The researchers outlined two main risks that come with this development. “First, the proliferation of fabricated ‘studies’ that permeate all areas of the research infrastructure threatens to overwhelm the scholarly communication system and jeopardize the integrity of the scientific record,” wrote the group. “The second risk lies in the increased possibility that convincing-looking scientific content is actually fraudulently produced using AI tools and optimized to be retrieved by publicly available academic search engines , especially Google Scholar.”
Because Google Scholar is not an academic database, it is easy for the public to use when searching for scientific literature. That’s good. Unfortunately, it is more difficult for members of the public to separate the wheat from the chaff when it comes to popular magazines; even the distinction between a piece of peer-reviewed research and a working paper can be confusing.

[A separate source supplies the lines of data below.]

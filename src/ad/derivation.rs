/*
    Nyx, blazing fast astrodynamics
    Copyright (C) 2018-onwards Christopher Rabotin <christopher.rabotin@gmail.com>

    This program is free software: you can redistribute it and/or modify
    it under the terms of the GNU Affero General Public License as published
    by the Free Software Foundation, either version 3 of the License, or
    (at your option) any later version.

    This program is distributed in the hope that it will be useful,
    but WITHOUT ANY WARRANTY; without even the implied warranty of
    MERCHANTABILITY or FITNESS FOR A PARTICULAR PURPOSE.  See the
    GNU Affero General Public License for more details.

    You should have received a copy of the GNU Affero General Public License
    along with this program.  If not, see <https://www.gnu.org/licenses/>.
*/

use super::{Gradient, Real};
use crate::od::params::{ParameterDriver, ParameterIndices};
use crate::time::Epoch;

/// Defines how the inputs of a measurement model become scalars of type `T`.
///
/// The value-only path uses [NoDerivatives] and works on `f64`, the differentiated path uses
/// [GradientDerivation] and works on [Gradient]. The measurement algorithms are written once,
/// generically over this trait.
pub trait Derivation<T: Real> {
    /// Converts a Cartesian component of a spacecraft state, `index` being its position on the parameter axis.
    fn state_component(&self, value: f64, index: usize) -> T;

    /// Returns the value of the driver at the provided epoch.
    fn driver_value(&self, driver: &ParameterDriver, epoch: Epoch) -> T;
}

/// Plain evaluation, no partial derivatives.
#[derive(Copy, Clone, Debug, Default)]
pub struct NoDerivatives;

impl Derivation<f64> for NoDerivatives {
    fn state_component(&self, value: f64, _index: usize) -> f64 {
        value
    }

    fn driver_value(&self, driver: &ParameterDriver, epoch: Epoch) -> f64 {
        driver.value_at(epoch)
    }
}

/// Evaluation with partials over the axis defined by a set of parameter indices.
#[derive(Copy, Clone, Debug)]
pub struct GradientDerivation<'a> {
    pub indices: &'a ParameterIndices,
}

impl<'a> GradientDerivation<'a> {
    pub fn new(indices: &'a ParameterIndices) -> Self {
        Self { indices }
    }
}

impl Derivation<Gradient> for GradientDerivation<'_> {
    fn state_component(&self, value: f64, index: usize) -> Gradient {
        Gradient::variable(self.indices.free_parameters(), index, value)
    }

    fn driver_value(&self, driver: &ParameterDriver, epoch: Epoch) -> Gradient {
        let value = driver.value_at(epoch);
        if driver.is_selected() {
            if let Some(index) = self.indices.index_of(driver.span_name_at(epoch)) {
                return Gradient::variable(self.indices.free_parameters(), index, value);
            }
        }
        Gradient::constant(value)
    }
}
/*
    Nyx, blazing fast astrodynamics
    Copyright (C) 2018-onwards Christopher Rabotin <christopher.rabotin@gmail.com>

    This program is free software: you can redistribute it and/or modify
    it under the terms of the GNU Affero General Public License as published
    by the Free Software Foundation, either version 3 of the License, or
    (at your option) any later version.

    This program is distributed in the hope that it will be useful,
    but WITHOUT ANY WARRANTY; without even the implied warranty of
    MERCHANTABILITY or FITNESS FOR A PARTICULAR PURPOSE.  See the
    GNU Affero General Public License for more details.

    You should have received a copy of the GNU Affero General Public License
    along with this program.  If not, see <https://www.gnu.org/licenses/>.
*/

//! Vector helpers over any [Real] scalar, without requiring the scalar to be `Copy`.

use super::Real;
use crate::linalg::Vector3;

/// Returns `a · b`
pub fn dot<T: Real>(a: &Vector3<T>, b: &Vector3<T>) -> T {
    a.x.clone() * b.x.clone() + a.y.clone() * b.y.clone() + a.z.clone() * b.z.clone()
}

/// Returns the Euclidian norm of `v`
pub fn norm<T: Real>(v: &Vector3<T>) -> T {
    dot(v, v).sqrt()
}

/// Returns `a + b`
pub fn add<T: Real>(a: &Vector3<T>, b: &Vector3<T>) -> Vector3<T> {
    a.zip_map(b, |x, y| x + y)
}

/// Returns `a - b`
pub fn sub<T: Real>(a: &Vector3<T>, b: &Vector3<T>) -> Vector3<T> {
    a.zip_map(b, |x, y| x - y)
}

/// Returns `k * v`
pub fn scale<T: Real>(v: &Vector3<T>, k: &T) -> Vector3<T> {
    v.map(|x| x * k.clone())
}

/// Returns `k * v` for a constant `k`
pub fn scale_by<T: Real>(v: &Vector3<T>, k: f64) -> Vector3<T> {
    v.map(|x| x * k)
}

/// Returns the unit vector of `v`
pub fn normalize<T: Real>(v: &Vector3<T>) -> Vector3<T> {
    let n = norm(v);
    v.map(|x| x / n.clone())
}

/// Returns `a × b`
pub fn cross<T: Real>(a: &Vector3<T>, b: &Vector3<T>) -> Vector3<T> {
    Vector3::new(
        a.y.clone() * b.z.clone() - a.z.clone() * b.y.clone(),
        a.z.clone() * b.x.clone() - a.x.clone() * b.z.clone(),
        a.x.clone() * b.y.clone() - a.y.clone() * b.x.clone(),
    )
}

/// Lifts a constant vector
pub fn constant<T: Real>(v: &Vector3<f64>) -> Vector3<T> {
    v.map(T::constant)
}

/// Drops the partials of a vector
pub fn real<T: Real>(v: &Vector3<T>) -> Vector3<f64> {
    v.map(|x| x.real())
}
/*
    Nyx, blazing fast astrodynamics
    Copyright (C) 2018-onwards Christopher Rabotin <christopher.rabotin@gmail.com>

    This program is free software: you can redistribute it and/or modify
    it under the terms of the GNU Affero General Public License as published
    by the Free Software Foundation, either version 3 of the License, or
    (at your option) any later version.

    This program is distributed in the hope that it will be useful,
    but WITHOUT ANY WARRANTY; without even the implied warranty of
    MERCHANTABILITY or FITNESS FOR A PARTICULAR PURPOSE.  See the
    GNU Affero General Public License for more details.

    You should have received a copy of the GNU Affero General Public License
    along with this program.  If not, see <https://www.gnu.org/licenses/>.
*/

use super::TravelTimeSolver;
use crate::ad::{Derivation, Instant, Real};
use crate::cosmic::{PvCoordinates, SpacecraftState, TimeStampedPv};
use crate::errors::MeasurementError;
use crate::od::clock::ClockOffset;
use crate::od::observer::{ObservableSatellite, Observer, ObserverProvider};
use crate::od::params::ParameterIndices;
use crate::time::Epoch;

/// The self consistent geometry of a one way signal between a satellite and an observer.
///
/// The receiver is the observer for [observer_receiver] and the satellite for
/// [satellite_receiver]. All coordinates are expressed in the frame of the satellite state.
#[derive(Clone, Debug, PartialEq)]
pub struct CommonParameters<T: Real> {
    /// State of the satellite as provided
    pub state: SpacecraftState,
    /// State of the satellite shifted to its own participation in the signal
    pub transit_state: SpacecraftState,
    /// Delay between emission and arrival
    pub tau_d: T,
    /// Reception date, corrected for the receiver clock offset
    pub arrival: Instant<T>,
    pub emission: Instant<T>,
    /// Receiver clock offset at the nominal measurement date
    pub receiver_clock: ClockOffset<T>,
    /// Emitter clock offset at the emission date
    pub emitter_clock: ClockOffset<T>,
    pub receiver_pv: PvCoordinates<T>,
    pub emitter_pv: PvCoordinates<T>,
}

impl<T: Real> CommonParameters<T> {
    /// Solves the leg of a round trip signal which left the receiver and reached the emitter at
    /// the emission, the receiver coordinates being extrapolated from the arrival.
    ///
    /// Returns the uplink delay and the receiver coordinates at the departure of the round trip.
    pub fn round_trip_uplink(
        &self,
        solver: &TravelTimeSolver,
    ) -> Result<(T, PvCoordinates<T>), MeasurementError> {
        let frame = self.state.frame;
        let receiver = TimeStampedPv::new(self.arrival.clone(), frame, self.receiver_pv.clone());
        let tau_u = solver
            .adjustable_emitter(&receiver)
            .delay(&self.emitter_pv.position, &self.emission, frame)?
            .delay;
        let departure = self
            .receiver_pv
            .shifted_by(&-(self.tau_d.clone() + tau_u.clone()));
        Ok((tau_u, departure))
    }

    /// Coordinates of the receiver at the arrival
    pub fn receiver(&self) -> TimeStampedPv<f64> {
        TimeStampedPv::new(
            self.arrival.to_real(),
            self.state.frame,
            self.receiver_pv.to_real(),
        )
    }

    /// Coordinates of the emitter at the emission
    pub fn emitter(&self) -> TimeStampedPv<f64> {
        TimeStampedPv::new(
            self.emission.to_real(),
            self.state.frame,
            self.emitter_pv.to_real(),
        )
    }
}

/// Date of reception of a signal time tagged at `epoch` by a receiver whose clock offset is `clock`.
fn arrival_date<T: Real>(
    epoch: Epoch,
    clock: &ClockOffset<T>,
    clock_offset_applied: bool,
) -> Instant<T> {
    if clock_offset_applied {
        Instant::at(epoch)
    } else {
        Instant::at(epoch).shifted_by(-clock.offset_s.clone())
    }
}

/// Builds the geometry of a signal emitted (or reflected) by `satellite` and received by `observer` at `epoch`.
///
/// If `clock_offset_applied` is set, `epoch` is already the true reception date, otherwise the
/// observer clock offset is removed from it.
pub fn observer_receiver<T, D, O>(
    solver: &TravelTimeSolver,
    observer: &O,
    satellite: &ObservableSatellite,
    epoch: Epoch,
    clock_offset_applied: bool,
    states: &[SpacecraftState],
    d: &D,
) -> Result<CommonParameters<T>, MeasurementError>
where
    T: Real,
    D: Derivation<T>,
    O: Observer,
{
    let state = satellite.state(states)?;
    let frame = state.frame;

    let receiver_clock = observer.clock_offset_at(&Instant::at(epoch), d);
    let arrival = arrival_date(epoch, &receiver_clock, clock_offset_applied);
    let receiver_pv = observer.pv_at(&arrival, frame, states, d)?;

    // Satellite coordinates at the arrival, then light time back to its emission
    let delta = arrival.seconds_since(state.epoch);
    let pv = PvCoordinates::from_state(state, ParameterIndices::state_offset(satellite.index), d);
    let downlink = TimeStampedPv::new(arrival.clone(), frame, pv.shifted_by(&delta));
    let tau_d = solver
        .adjustable_emitter(&downlink)
        .delay(&receiver_pv.position, &arrival, frame)?
        .delay;

    let delta_m_tau_d = delta - tau_d.clone();
    let emission = arrival.shifted_by(-tau_d.clone());
    let emitter_clock = satellite.clock_offset_at(&emission, d);

    Ok(CommonParameters {
        state: state.clone(),
        transit_state: state.shifted_by(delta_m_tau_d.real()),
        tau_d,
        arrival,
        emission,
        receiver_clock,
        emitter_clock,
        receiver_pv,
        emitter_pv: pv.shifted_by(&delta_m_tau_d),
    })
}

/// Builds the geometry of a signal emitted by `remote` and received by the `local` satellite at `epoch`.
///
/// The remote observer may itself be a satellite, in which case the partials flow into both states.
pub fn satellite_receiver<T, D, O>(
    solver: &TravelTimeSolver,
    local: &ObservableSatellite,
    remote: &O,
    epoch: Epoch,
    clock_offset_applied: bool,
    states: &[SpacecraftState],
    d: &D,
) -> Result<CommonParameters<T>, MeasurementError>
where
    T: Real,
    D: Derivation<T>,
    O: Observer,
{
    let state = local.state(states)?;
    let frame = state.frame;

    let receiver_clock = local.clock_offset_at(&Instant::at(epoch), d);
    let arrival = arrival_date(epoch, &receiver_clock, clock_offset_applied);

    let delta = arrival.seconds_since(state.epoch);
    let receiver_pv =
        PvCoordinates::from_state(state, ParameterIndices::state_offset(local.index), d)
            .shifted_by(&delta);

    let provider = ObserverProvider::new(remote, states, d);
    let tau_d = solver
        .adjustable_emitter(&provider)
        .delay(&receiver_pv.position, &arrival, frame)?
        .delay;

    let emission = arrival.shifted_by(-tau_d.clone());
    let emitter_pv = remote.pv_at(&emission, frame, states, d)?;
    let emitter_clock = remote.clock_offset_at(&emission, d);

    Ok(CommonParameters {
        state: state.clone(),
        transit_state: state.shifted_by(delta.real()),
        tau_d,
        arrival,
        emission,
        receiver_clock,
        emitter_clock,
        receiver_pv,
        emitter_pv,
    })
}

Besides, the AI-generated text was found in some peer-reviewed works as well as less-reviewed writings, indicating that the GPT-generated work muddies the waters of the entire online academic information system—not just work that exists outside of most official channels.
“If we can’t trust that the research we read is real, we risk making decisions based on incorrect information,” said study co-author Jutta Haider, also a researcher at the Swedish School of Library and Information. Science, in the same release. “But as much as it’s a question of scientific misconduct, it’s a question of media and information literacy.”
In recent years, publishers have failed to successfully screen some scientific articles that are in fact complete nonsense. In 2021, Springer Nature forced to withdraw over 40 papers on Arabian Journal of Geoscienceswhich despite the title of the magazine covers a variety of topics, including sports, air pollution, and children’s medicine. Besides being off topic, the articles are poorly written — to the point of being meaningless — and the sentences often lack a clear line of thought.
Artificial intelligence is exacerbating the issue. Last February, the publisher Frontiers caught flak for publishing a paper in his journal Cell and Developmental Biology which includes images created by AI software Midjourney; especially, kindness Anatomically incorrect images of signaling pathways and rat genitalia. Boundaries retracted the paper a few days after its publication.
AI models can be a boon to science; systems can decoding weak texts from the Roman Empire, search previously unknown Nazca Linesand reveal hidden details of dinosaur fossils. But the impact of AI can be as positive or negative as the person using it.
Peer-reviewed journals—and perhaps hosts and search engines for academic writing—need guardrails to ensure that technology works in the service of scientific discovery, not against it.